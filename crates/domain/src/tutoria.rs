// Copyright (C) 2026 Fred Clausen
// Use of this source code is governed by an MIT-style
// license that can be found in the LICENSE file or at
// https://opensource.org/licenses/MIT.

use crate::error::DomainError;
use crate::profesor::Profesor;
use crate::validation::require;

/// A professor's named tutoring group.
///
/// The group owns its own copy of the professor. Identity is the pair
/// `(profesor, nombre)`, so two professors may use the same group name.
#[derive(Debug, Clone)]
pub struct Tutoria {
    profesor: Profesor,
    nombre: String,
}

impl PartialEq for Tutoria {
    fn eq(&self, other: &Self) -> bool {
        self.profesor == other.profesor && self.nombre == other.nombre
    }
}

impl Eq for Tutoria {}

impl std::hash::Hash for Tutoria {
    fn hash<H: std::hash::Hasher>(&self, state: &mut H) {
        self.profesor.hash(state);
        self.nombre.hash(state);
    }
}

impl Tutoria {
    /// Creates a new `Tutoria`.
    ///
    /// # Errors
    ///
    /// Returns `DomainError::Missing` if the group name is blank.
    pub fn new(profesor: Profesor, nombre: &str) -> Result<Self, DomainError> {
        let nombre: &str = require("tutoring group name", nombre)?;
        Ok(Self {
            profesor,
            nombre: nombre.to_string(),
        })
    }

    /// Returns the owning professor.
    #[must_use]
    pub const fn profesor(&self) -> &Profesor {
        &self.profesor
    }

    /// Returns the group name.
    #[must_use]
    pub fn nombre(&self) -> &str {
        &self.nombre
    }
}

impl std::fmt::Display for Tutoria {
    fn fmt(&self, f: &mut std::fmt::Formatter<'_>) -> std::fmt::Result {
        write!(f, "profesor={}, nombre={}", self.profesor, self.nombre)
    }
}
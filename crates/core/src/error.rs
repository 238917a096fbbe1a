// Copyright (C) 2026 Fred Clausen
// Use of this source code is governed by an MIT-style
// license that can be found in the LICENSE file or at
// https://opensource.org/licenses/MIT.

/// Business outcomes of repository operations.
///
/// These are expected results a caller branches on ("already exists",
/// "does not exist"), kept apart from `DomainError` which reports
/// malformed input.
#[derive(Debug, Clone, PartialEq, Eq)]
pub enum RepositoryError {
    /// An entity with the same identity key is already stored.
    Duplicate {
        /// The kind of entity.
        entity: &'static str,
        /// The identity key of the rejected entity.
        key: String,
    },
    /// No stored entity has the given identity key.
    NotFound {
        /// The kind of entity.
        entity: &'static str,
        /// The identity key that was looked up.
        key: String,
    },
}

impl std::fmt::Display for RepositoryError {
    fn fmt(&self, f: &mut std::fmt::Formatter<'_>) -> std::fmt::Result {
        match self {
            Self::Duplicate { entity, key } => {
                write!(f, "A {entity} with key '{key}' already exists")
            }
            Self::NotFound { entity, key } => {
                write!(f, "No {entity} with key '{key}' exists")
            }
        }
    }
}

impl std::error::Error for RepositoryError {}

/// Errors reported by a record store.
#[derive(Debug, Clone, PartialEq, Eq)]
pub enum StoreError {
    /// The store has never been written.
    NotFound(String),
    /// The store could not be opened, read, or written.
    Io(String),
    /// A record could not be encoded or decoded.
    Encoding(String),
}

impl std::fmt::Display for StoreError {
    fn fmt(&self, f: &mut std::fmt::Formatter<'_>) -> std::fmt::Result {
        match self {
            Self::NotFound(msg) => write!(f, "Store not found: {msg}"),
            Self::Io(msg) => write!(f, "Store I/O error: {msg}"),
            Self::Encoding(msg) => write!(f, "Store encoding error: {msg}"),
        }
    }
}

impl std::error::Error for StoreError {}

--

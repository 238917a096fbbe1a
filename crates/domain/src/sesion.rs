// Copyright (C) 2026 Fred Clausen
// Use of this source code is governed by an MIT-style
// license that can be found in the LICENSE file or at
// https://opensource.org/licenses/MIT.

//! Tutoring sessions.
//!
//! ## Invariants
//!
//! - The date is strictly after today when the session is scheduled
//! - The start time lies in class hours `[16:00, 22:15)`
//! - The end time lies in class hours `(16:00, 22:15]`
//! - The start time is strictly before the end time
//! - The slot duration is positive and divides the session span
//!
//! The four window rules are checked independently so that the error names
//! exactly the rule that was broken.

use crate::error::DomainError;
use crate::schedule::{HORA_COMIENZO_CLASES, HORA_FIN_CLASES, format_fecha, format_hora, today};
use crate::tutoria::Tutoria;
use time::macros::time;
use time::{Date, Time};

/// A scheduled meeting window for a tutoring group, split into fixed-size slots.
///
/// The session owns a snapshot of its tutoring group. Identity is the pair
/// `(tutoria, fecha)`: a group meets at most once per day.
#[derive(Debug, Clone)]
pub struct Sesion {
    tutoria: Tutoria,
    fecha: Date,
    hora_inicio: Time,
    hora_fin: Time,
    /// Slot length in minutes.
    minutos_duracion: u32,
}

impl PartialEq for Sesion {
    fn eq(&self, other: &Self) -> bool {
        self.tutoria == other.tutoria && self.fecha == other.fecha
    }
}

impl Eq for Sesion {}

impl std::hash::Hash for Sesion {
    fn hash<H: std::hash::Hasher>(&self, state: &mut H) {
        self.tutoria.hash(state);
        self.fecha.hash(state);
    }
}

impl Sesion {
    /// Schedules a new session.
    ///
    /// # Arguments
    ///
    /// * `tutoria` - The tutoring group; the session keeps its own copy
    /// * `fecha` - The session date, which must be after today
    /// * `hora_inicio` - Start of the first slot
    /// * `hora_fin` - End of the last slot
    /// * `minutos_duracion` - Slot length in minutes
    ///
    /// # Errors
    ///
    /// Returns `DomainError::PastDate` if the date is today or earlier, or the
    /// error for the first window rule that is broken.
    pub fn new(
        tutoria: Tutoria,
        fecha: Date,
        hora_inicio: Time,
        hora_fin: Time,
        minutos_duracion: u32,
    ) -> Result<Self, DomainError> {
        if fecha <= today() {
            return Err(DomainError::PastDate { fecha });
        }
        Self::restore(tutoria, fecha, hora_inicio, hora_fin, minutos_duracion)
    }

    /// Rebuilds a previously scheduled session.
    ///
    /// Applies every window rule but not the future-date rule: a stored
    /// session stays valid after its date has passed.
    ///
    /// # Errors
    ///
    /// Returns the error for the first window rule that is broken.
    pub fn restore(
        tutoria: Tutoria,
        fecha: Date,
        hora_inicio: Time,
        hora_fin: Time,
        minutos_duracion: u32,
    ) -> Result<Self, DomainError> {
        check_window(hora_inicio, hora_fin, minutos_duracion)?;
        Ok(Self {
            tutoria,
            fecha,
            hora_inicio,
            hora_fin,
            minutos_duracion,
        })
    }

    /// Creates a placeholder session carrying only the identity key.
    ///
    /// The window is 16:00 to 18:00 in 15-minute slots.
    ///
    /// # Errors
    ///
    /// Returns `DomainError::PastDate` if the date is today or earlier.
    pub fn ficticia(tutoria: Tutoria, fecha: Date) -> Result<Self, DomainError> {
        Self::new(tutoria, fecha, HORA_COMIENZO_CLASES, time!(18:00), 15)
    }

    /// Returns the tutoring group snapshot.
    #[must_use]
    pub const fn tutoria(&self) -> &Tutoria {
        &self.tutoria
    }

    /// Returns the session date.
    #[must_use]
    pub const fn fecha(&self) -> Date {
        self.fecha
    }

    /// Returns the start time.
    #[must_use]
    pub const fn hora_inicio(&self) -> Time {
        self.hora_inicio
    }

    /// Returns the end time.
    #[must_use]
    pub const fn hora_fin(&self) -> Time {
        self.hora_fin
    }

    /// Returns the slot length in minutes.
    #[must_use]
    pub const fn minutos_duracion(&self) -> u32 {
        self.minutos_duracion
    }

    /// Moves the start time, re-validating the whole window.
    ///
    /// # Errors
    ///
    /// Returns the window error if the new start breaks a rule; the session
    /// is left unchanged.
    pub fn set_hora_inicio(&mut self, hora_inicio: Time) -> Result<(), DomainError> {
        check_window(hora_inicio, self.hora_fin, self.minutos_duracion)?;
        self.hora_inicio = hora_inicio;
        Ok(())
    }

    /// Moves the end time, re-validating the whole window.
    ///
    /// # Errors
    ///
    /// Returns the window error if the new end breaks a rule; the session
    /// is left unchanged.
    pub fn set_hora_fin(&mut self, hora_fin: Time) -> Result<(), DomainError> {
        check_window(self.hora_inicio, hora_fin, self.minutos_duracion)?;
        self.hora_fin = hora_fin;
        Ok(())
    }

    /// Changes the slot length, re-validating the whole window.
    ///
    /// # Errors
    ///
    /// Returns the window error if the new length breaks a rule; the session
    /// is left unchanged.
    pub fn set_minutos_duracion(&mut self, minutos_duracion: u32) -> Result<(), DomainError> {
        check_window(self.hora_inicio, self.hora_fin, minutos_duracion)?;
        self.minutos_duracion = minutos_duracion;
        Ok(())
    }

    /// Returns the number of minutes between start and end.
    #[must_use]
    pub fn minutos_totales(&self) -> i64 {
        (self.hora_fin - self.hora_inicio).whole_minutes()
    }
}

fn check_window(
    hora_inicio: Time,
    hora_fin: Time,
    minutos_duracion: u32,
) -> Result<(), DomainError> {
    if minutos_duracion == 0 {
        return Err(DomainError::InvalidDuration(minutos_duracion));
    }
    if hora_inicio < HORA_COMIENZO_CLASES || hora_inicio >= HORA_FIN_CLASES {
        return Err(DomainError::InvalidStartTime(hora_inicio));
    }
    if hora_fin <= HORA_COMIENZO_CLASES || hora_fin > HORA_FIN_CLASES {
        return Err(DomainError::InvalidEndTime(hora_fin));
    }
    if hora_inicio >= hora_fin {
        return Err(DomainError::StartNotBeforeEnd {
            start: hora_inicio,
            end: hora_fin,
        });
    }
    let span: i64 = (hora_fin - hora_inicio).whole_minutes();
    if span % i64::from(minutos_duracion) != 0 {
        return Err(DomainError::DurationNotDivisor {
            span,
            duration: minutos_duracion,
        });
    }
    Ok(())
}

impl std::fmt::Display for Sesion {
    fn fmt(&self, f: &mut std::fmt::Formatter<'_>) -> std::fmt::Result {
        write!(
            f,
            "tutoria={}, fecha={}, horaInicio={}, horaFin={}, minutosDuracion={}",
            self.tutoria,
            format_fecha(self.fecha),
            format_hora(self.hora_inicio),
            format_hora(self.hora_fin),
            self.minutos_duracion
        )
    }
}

**TASK OBJECTIVE:**
Go through the material and copy each line in which the word "Display" occurs.

**OUTPUT:**
impl std::fmt::Display for Tutoria {
impl std::fmt::Display for RepositoryError {
impl std::fmt::Display for StoreError {
impl std::fmt::Display for Sesion {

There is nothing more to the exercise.